Support Status¶
This document tracks OmniRT's digital-human model priorities, real-hardware smoke coverage, and the general models that are being contracted into the experimental tier.
Last updated: 2026-06-15
Current public task surfaces¶
text2imageimage2imagetext2audioaudio2texttext2videoimage2videoaudio2video
Model Maintenance Tiers¶
The full list is generated from the live registry: Supported Models.

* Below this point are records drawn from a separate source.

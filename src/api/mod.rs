//! Memo HTTP API.
//!
//! `GET /` health, `POST /generate_memo` memo generation and `GET /schemas`
//! schema listing, behind CORS and request logging.

pub mod endpoints;
pub mod error;
pub mod middleware;
pub mod router;
pub mod server;
pub mod types;

pub use router::memo_api_router;
pub use server::{start_memo_api_server, MemoApiServer, MemoApiSession, ServerError};
pub use types::ApiContext;
use super::context::AssembledContext;
use super::generation::SectionPrompt;
use super::sanitize::{sanitize_user_text, MAX_FIELD_CHARS, MAX_FREE_TEXT_CHARS};
use super::schema::SectionSchema;
use crate::models::RequestProfile;

pub const TAX_SYSTEM_PROMPT: &str = "You are an expert tax advisor. Based *only* on the provided context, generate a structured JSON response. Do not invent information. When the context does not cover a required field, say that the information is not available in the reference material.";

pub const LEGAL_SYSTEM_PROMPT: &str = "You are an expert corporate lawyer advising on cross-border market entry. Based *only* on the provided context, generate a structured JSON response. Do not invent information. Flag requirements that need confirmation by local counsel.";

pub const STRATEGY_SYSTEM_PROMPT: &str = "You are a senior market-entry consultant preparing an advisory memo. Based *only* on the provided context and the user profile, generate a structured JSON response. Do not invent figures; give ranges and state assumptions when the context is thin.";

/// Replaces the context block when retrieval found nothing.
pub const NO_CONTEXT_NOTICE: &str = "No reference documents were found for this topic and jurisdiction. Do not rely on outside knowledge for specific rates, thresholds or deadlines. Where a required field cannot be supported, state that the information is insufficient and recommend verification with a local advisor.";

/// Profile facts relevant to every section, one `- Label: value` line each.
pub fn profile_lines(profile: &RequestProfile) -> Vec<String> {
    let mut lines = Vec::new();
    let field = |v: Option<&str>| {
        v.map(|s| sanitize_user_text(s, MAX_FIELD_CHARS))
            .filter(|s| !s.is_empty())
            .unwrap_or_else(|| "Not specified".to_string())
    };

    if let Some(name) = profile.business_name.as_deref() {
        let name = sanitize_user_text(name, MAX_FIELD_CHARS);
        if !name.is_empty() {
            lines.push(format!("- Business: {name}"));
        }
    }
    lines.push(format!("- Industry: {}", field(profile.industry())));
    lines.push(format!("- Business Size: {}", field(profile.company_size())));
    lines.push(format!("- Primary Jurisdiction: {}", field(profile.jurisdiction())));

    push_list(&mut lines, "Secondary Jurisdictions", &profile.secondary_jurisdictions);
    push_list(&mut lines, "Current Markets", &profile.current_markets);
    push_list(&mut lines, "Entry Goals", &profile.entry_goals);
    if let Some(timeline) = profile.timeline.as_deref() {
        lines.push(format!("- Preferred Timeline: {}", sanitize_user_text(timeline, MAX_FIELD_CHARS)));
    }
    if let Some(structure) = profile.business_structure.as_deref() {
        lines.push(format!("- Business Structure: {}", sanitize_user_text(structure, MAX_FIELD_CHARS)));
    }
    if !profile.companies.is_empty() {
        let companies: Vec<String> = profile
            .companies
            .iter()
            .map(|c| format!("{} ({}, {})", c.name, c.kind, c.country))
            .collect();
        push_list(&mut lines, "Group Companies", &companies);
    }
    push_list(&mut lines, "Transaction Types", &profile.transaction_types);
    push_list(&mut lines, "Planned Activities", &profile.activities);
    if let Some(revenue) = profile.expected_revenue.as_deref() {
        lines.push(format!("- Expected Revenue: {}", sanitize_user_text(revenue, MAX_FIELD_CHARS)));
    }
    if let Some(option) = profile.entry_option.as_deref() {
        lines.push(format!("- Preferred Entry Option: {}", sanitize_user_text(option, MAX_FIELD_CHARS)));
    }
    push_list(&mut lines, "Compliance Priorities", &profile.compliance_priorities);
    push_list(&mut lines, "Tax Treaties", &profile.tax_treaties);
    if let Some(concerns) = profile.specific_concerns() {
        lines.push(format!(
            "- Specific Concerns: {}",
            sanitize_user_text(concerns, MAX_FREE_TEXT_CHARS)
        ));
    }
    lines
}

fn push_list(lines: &mut Vec<String>, label: &str, values: &[String]) {
    let cleaned: Vec<String> = values
        .iter()
        .map(|v| sanitize_user_text(v, MAX_FIELD_CHARS))
        .filter(|v| !v.is_empty())
        .collect();
    if !cleaned.is_empty() {
        lines.push(format!("- {label}: {}", cleaned.join(", ")));
    }
}

/// Build the prompt for one section or topic.
///
/// `task` names what to produce ("the Corporate Income Tax section"). The
/// schema's field instructions are embedded so the model sees descriptions
/// even when the backend ignores the format constraint.
pub fn build_section_prompt(
    system: &str,
    task: &str,
    context: &AssembledContext,
    profile_lines: &[String],
    schema: &SectionSchema,
) -> SectionPrompt {
    let mut user = String::new();

    user.push_str("Context:\n");
    if context.is_empty() {
        user.push_str(NO_CONTEXT_NOTICE);
    } else {
        user.push_str(&context.text);
    }
    user.push_str("\n\n");

    user.push_str("User Profile:\n");
    for line in profile_lines {
        user.push_str(line);
        user.push('\n');
    }
    user.push('\n');

    user.push_str("Required JSON fields:\n");
    user.push_str(&schema.describe());
    user.push('\n');

    user.push_str(&format!("Please generate the JSON for {task}."));

    SectionPrompt {
        system: system.to_string(),
        user,
    }
}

This page is no longer organized by model count; it is organized by digital-human maintenance priority:
| Tier | Maintenance promise | Current models |
|---|---|---|
| Core | Digital-human main path; requires registry, unit tests, real-hardware smoke, benchmark, and deployment docs | soulx-flashtalk-14b, soulx-liveact-14b, soulx-flashhead-1.3b, cosyvoice3-triton-trtllm, sensevoice-small, soulx-podcast-1.7b |
| Adjacent | Avatar assets, backgrounds, idle video material, and post-processing; smoke tests are added by digital-human scenario | sdxl-base-1.0, svd-xt, flux2.dev, qwen-image, wan2.2-* |
| Experimental | Integrated, but no longer a main investment line; keeps registry and basic tests, without a dual-backend smoke promise | kolors, pixart-sigma, bria-3.2, lumina-t2x, mochi, skyreels-v2, and similar general models |
Existing general image / video integrations are not being removed immediately, but README, roadmap, CI, and benchmarks should prioritize Core and Adjacent tiers.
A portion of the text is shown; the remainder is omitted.